Count the lines in the records below that contain the word "skills", and give only that number.

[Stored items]
################

use jsonwebtoken::{decode, Algorithm, DecodingKey, Validation};

use crate::{entities::session::AuthUser, errors::DashboardError, settings::AppConfig};

/// Reads the claims of the access token issued by the remote API.
///
/// Without a shared secret the token is only decoded, as the dashboard does not own
/// the issuer. Expiry is checked whenever the token carries `exp`.
#[derive(Clone)]
pub struct TokenDecoder {
    key: DecodingKey,
    validation: Validation,
}

impl TokenDecoder {
    pub fn new(secret: Option<&str>) -> Self {
        let mut validation = Validation::new(Algorithm::HS256);
        validation.algorithms = vec![Algorithm::HS256, Algorithm::HS384, Algorithm::HS512];
        validation.required_spec_claims.clear();
        validation.validate_aud = false;
        validation.validate_exp = true;

        let key = match secret {
            Some(secret) => DecodingKey::from_secret(secret.as_bytes()),
            None => {
                validation.insecure_disable_signature_validation();
                DecodingKey::from_secret(&[])
            }
        };

        TokenDecoder { key, validation }
    }

    pub fn from_config(config: &AppConfig) -> Self {
        TokenDecoder::new(config.jwt_secret.as_deref())
    }

    pub fn decode(&self, token: &str) -> Result<AuthUser, DashboardError> {
        decode::<AuthUser>(token, &self.key, &self.validation)
            .map(|data| data.claims)
            .map_err(|e| {
                tracing::debug!("Rejected access token: {}", e);
                DashboardError::Unauthenticated
            })
    }
}
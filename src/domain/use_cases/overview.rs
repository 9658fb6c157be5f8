use std::collections::BTreeMap;

use chrono::{DateTime, Datelike, Utc};
use tracing::instrument;

use crate::{
    entities::{
        dashboard::{ChartPoint, DailyCount, DashboardOverview, RecentMessage, Stats},
        project::ProjectStatus,
        resource::ListQuery,
        BlogPost, ContactMessage, Project, Skill,
    },
    errors::{DashboardError, GENERIC_FAILURE},
    http::ApiTransport,
    use_cases::resource::ResourceHandler,
    utils::{html::object_id_timestamp, time_ago::format_time_ago},
};

const MONTHS: [&str; 12] = ["Jan", "Feb", "Mar", "Apr", "May", "Jun", "Jul", "Aug", "Sep", "Oct", "Nov", "Dec"];
const RECENT_MESSAGES: usize = 5;

/// The data-access handlers the overview reads from.
pub struct OverviewSources<'a, T: ApiTransport> {
    pub blogs: &'a ResourceHandler<BlogPost, T>,
    pub projects: &'a ResourceHandler<Project, T>,
    pub skills: &'a ResourceHandler<Skill, T>,
    pub contacts: &'a ResourceHandler<ContactMessage, T>,
    pub contacts_query: ListQuery,
}

#[instrument(skip(sources))]
pub async fn load_overview<T: ApiTransport>(
    sources: OverviewSources<'_, T>,
    now: DateTime<Utc>,
) -> Result<DashboardOverview, DashboardError> {
    let blogs = sources.blogs.list_all(&ListQuery::default()).await?.into_data(GENERIC_FAILURE)?;
    let projects = sources.projects.list_all(&ListQuery::default()).await?.into_data(GENERIC_FAILURE)?;
    let skills = sources.skills.list_all(&ListQuery::default()).await?.into_data(GENERIC_FAILURE)?;
    let messages = sources.contacts.list_all(&sources.contacts_query).await?.into_data(GENERIC_FAILURE)?;

    Ok(build_overview(&blogs, &projects, &skills, &messages, now))
}

pub fn build_overview(
    blogs: &[BlogPost],
    projects: &[Project],
    skills: &[Skill],
    messages: &[ContactMessage],
    now: DateTime<Utc>,
) -> DashboardOverview {
    DashboardOverview {
        stats: stats(blogs, projects, skills, messages),
        messages_by_date: messages_by_date(messages),
        projects_by_month: projects_by_month(projects),
        skills_by_category: skills_by_category(skills),
        recent_messages: recent_messages(messages, now),
    }
}

fn stats(blogs: &[BlogPost], projects: &[Project], skills: &[Skill], messages: &[ContactMessage]) -> Stats {
    let completed = projects.iter().filter(|p| p.status == ProjectStatus::Completed).count();
    let completion_rate = if projects.is_empty() {
        0
    } else {
        ((completed * 100 + projects.len() / 2) / projects.len()) as u8
    };

    Stats {
        projects: projects.len(),
        blogs: blogs.len(),
        messages: messages.len(),
        skills: skills.len(),
        completion_rate,
    }
}

/// Messages per calendar day, oldest first. Messages without a date are skipped.
pub fn messages_by_date(messages: &[ContactMessage]) -> Vec<DailyCount> {
    let mut days = BTreeMap::new();
    for received in messages.iter().filter_map(ContactMessage::received_at) {
        *days.entry(received.date_naive()).or_insert(0usize) += 1;
    }

    days.into_iter()
        .map(|(day, value)| DailyCount {
            name: day.format("%b %-d").to_string(),
            value,
            full_date: day,
        })
        .collect()
}

/// Projects created in each calendar month, January to December, across all years.
pub fn projects_by_month(projects: &[Project]) -> Vec<ChartPoint> {
    let mut counts = [0usize; 12];
    for created in projects
        .iter()
        .filter_map(|p| p.created_at.or_else(|| object_id_timestamp(&p.id)))
    {
        counts[created.month0() as usize] += 1;
    }

    MONTHS
        .iter()
        .zip(counts)
        .map(|(month, value)| ChartPoint { name: month.to_string(), value })
        .collect()
}

/// Skill counts per category, in order of first appearance.
pub fn skills_by_category(skills: &[Skill]) -> Vec<ChartPoint> {
    let mut points: Vec<ChartPoint> = Vec::new();
    for skill in skills {
        let name = skill.category.as_str();
        match points.iter_mut().find(|p| p.name == name) {
            Some(point) => point.value += 1,
            None => points.push(ChartPoint { name: name.to_string(), value: 1 }),
        }
    }
    points
}

pub fn recent_messages(messages: &[ContactMessage], now: DateTime<Utc>) -> Vec<RecentMessage> {
    let mut dated: Vec<(DateTime<Utc>, &ContactMessage)> = messages
        .iter()
        .filter_map(|m| m.received_at().map(|at| (at, m)))
        .collect();
    dated.sort_by(|a, b| b.0.cmp(&a.0));

    dated
        .into_iter()
        .take(RECENT_MESSAGES)
        .map(|(at, m)| RecentMessage {
            id: m.id.clone(),
            name: m.name.clone(),
            email: m.email.clone(),
            message: m.message.clone(),
            date: at.format("%b %-d, %Y").to_string(),
            time: at.format("%-I:%M %p").to_string(),
            time_ago: format_time_ago(at, now),
        })
        .collect()
}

################

## TASK ANSWER
10